Dataset entries —

//! # Governor
//!
//! Role-driven object permissions: decide who is eligible for a permission
//! on an object (or which objects a principal is eligible for), and persist
//! those decisions as grants when entities are created.
//!
//! ## Overview
//!
//! - **Roles** encode domain rules ("the author of a document may review
//!   it") against your domain model.
//! - **Registry** maps each permission to the roles that decide it. It is
//!   built once at startup and shared read-only.
//! - **Resolver** unions the answers of every registered role and resolves
//!   them through storage.
//! - **Materializer** turns eligibility into grants on creation, in one
//!   transaction.
//!
//! ## Key Concepts
//!
//! - **Permission**: `namespace.codename`, declared for one object type.
//! - **Grant**: a persisted (principal, permission, object) triple.
//! - **Lifecycle event**: only a genuine creation materializes grants;
//!   updates and restores never do.
//!
//! ## Usage
//!
//! ```rust,no_run
//! use std::sync::Arc;
//!
//! use governor::core::{ObjectRef, ObjectType, Permission, PermissionName, Registry};
//! use governor::store::SqliteStore;
//! use governor::{Governor, GovernorConfig};
//!
//! struct Library;
//!
//! async fn example() -> governor::Result<()> {
//!     let store = Arc::new(SqliteStore::open("governor.db")?);
//!     let registry = Arc::new(Registry::<Library>::new());
//!     let config = GovernorConfig::from_json(
//!         r#"{"objects": [{"object_type": "books.book", "users": ["lend"]}]}"#,
//!     )?;
//!
//!     let governor = Governor::new(store, registry, Arc::new(Library), config);
//!
//!     let book = ObjectType::new("books", "book");
//!     governor
//!         .define_permission(&Permission::new(PermissionName::new("books", "lend"), book.clone()))
//!         .await?;
//!
//!     // First save: grants for "books.lend" are materialized.
//!     let report = governor.save_object(&ObjectRef::new(book, 1)).await?;
//!     println!("{}", report);
//!     Ok(())
//! }
//! ```
//!
//! ## Re-exports
//!
//! - `governor::core` - Permissions, roles, registry and grant types
//! - `governor::store` - Storage abstraction, SQLite and in-memory stores

pub mod config;
pub mod error;
pub mod governor;
pub mod lookup;
pub mod materializer;
pub mod resolver;

// Re-export component crates
pub use governor_core as core;
pub use governor_store as store;

// Re-export main types for convenience
pub use config::{GovernorConfig, ObjectSetup};
pub use error::{GovernorError, Result};
pub use governor::Governor;
pub use lookup::resolve_permission;
pub use materializer::{LifecycleListener, MaterializeReport, Materializer};
pub use resolver::Resolver;

// Re-export commonly used core types
pub use governor_core::{
    Direction, Group, GroupId, LifecycleEvent, ObjectId, ObjectRef, ObjectType, Permission,
    PermissionName, PermissionRef, Registry, Role, RoleModule, RoleResult, User, UserId,
};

What is expected — An exact restatement of the lines from the one with "permission, object) triple." through the last line of the data is the only acceptable answer.

Expected output —
//! - **Grant**: a persisted (principal, permission, object) triple.
//! - **Lifecycle event**: only a genuine creation materializes grants;
//!   updates and restores never do.
//!
//! ## Usage
//!
//! ```rust,no_run
//! use std::sync::Arc;
//!
//! use governor::core::{ObjectRef, ObjectType, Permission, PermissionName, Registry};
//! use governor::store::SqliteStore;
//! use governor::{Governor, GovernorConfig};
//!
//! struct Library;
//!
//! async fn example() -> governor::Result<()> {
//!     let store = Arc::new(SqliteStore::open("governor.db")?);
//!     let registry = Arc::new(Registry::<Library>::new());
//!     let config = GovernorConfig::from_json(
//!         r#"{"objects": [{"object_type": "books.book", "users": ["lend"]}]}"#,
//!     )?;
//!
//!     let governor = Governor::new(store, registry, Arc::new(Library), config);
//!
//!     let book = ObjectType::new("books", "book");
//!     governor
//!         .define_permission(&Permission::new(PermissionName::new("books", "lend"), book.clone()))
//!         .await?;
//!
//!     // First save: grants for "books.lend" are materialized.
//!     let report = governor.save_object(&ObjectRef::new(book, 1)).await?;
//!     println!("{}", report);
//!     Ok(())
//! }
//! ```
//!
//! ## Re-exports
//!
//! - `governor::core` - Permissions, roles, registry and grant types
//! - `governor::store` - Storage abstraction, SQLite and in-memory stores

pub mod config;
pub mod error;
pub mod governor;
pub mod lookup;
pub mod materializer;
pub mod resolver;

// Re-export component crates
pub use governor_core as core;
pub use governor_store as store;

// Re-export main types for convenience
pub use config::{GovernorConfig, ObjectSetup};
pub use error::{GovernorError, Result};
pub use governor::Governor;
pub use lookup::resolve_permission;
pub use materializer::{LifecycleListener, MaterializeReport, Materializer};
pub use resolver::Resolver;

// Re-export commonly used core types
pub use governor_core::{
    Direction, Group, GroupId, LifecycleEvent, ObjectId, ObjectRef, ObjectType, Permission,
    PermissionName, PermissionRef, Registry, Role, RoleModule, RoleResult, User, UserId,
};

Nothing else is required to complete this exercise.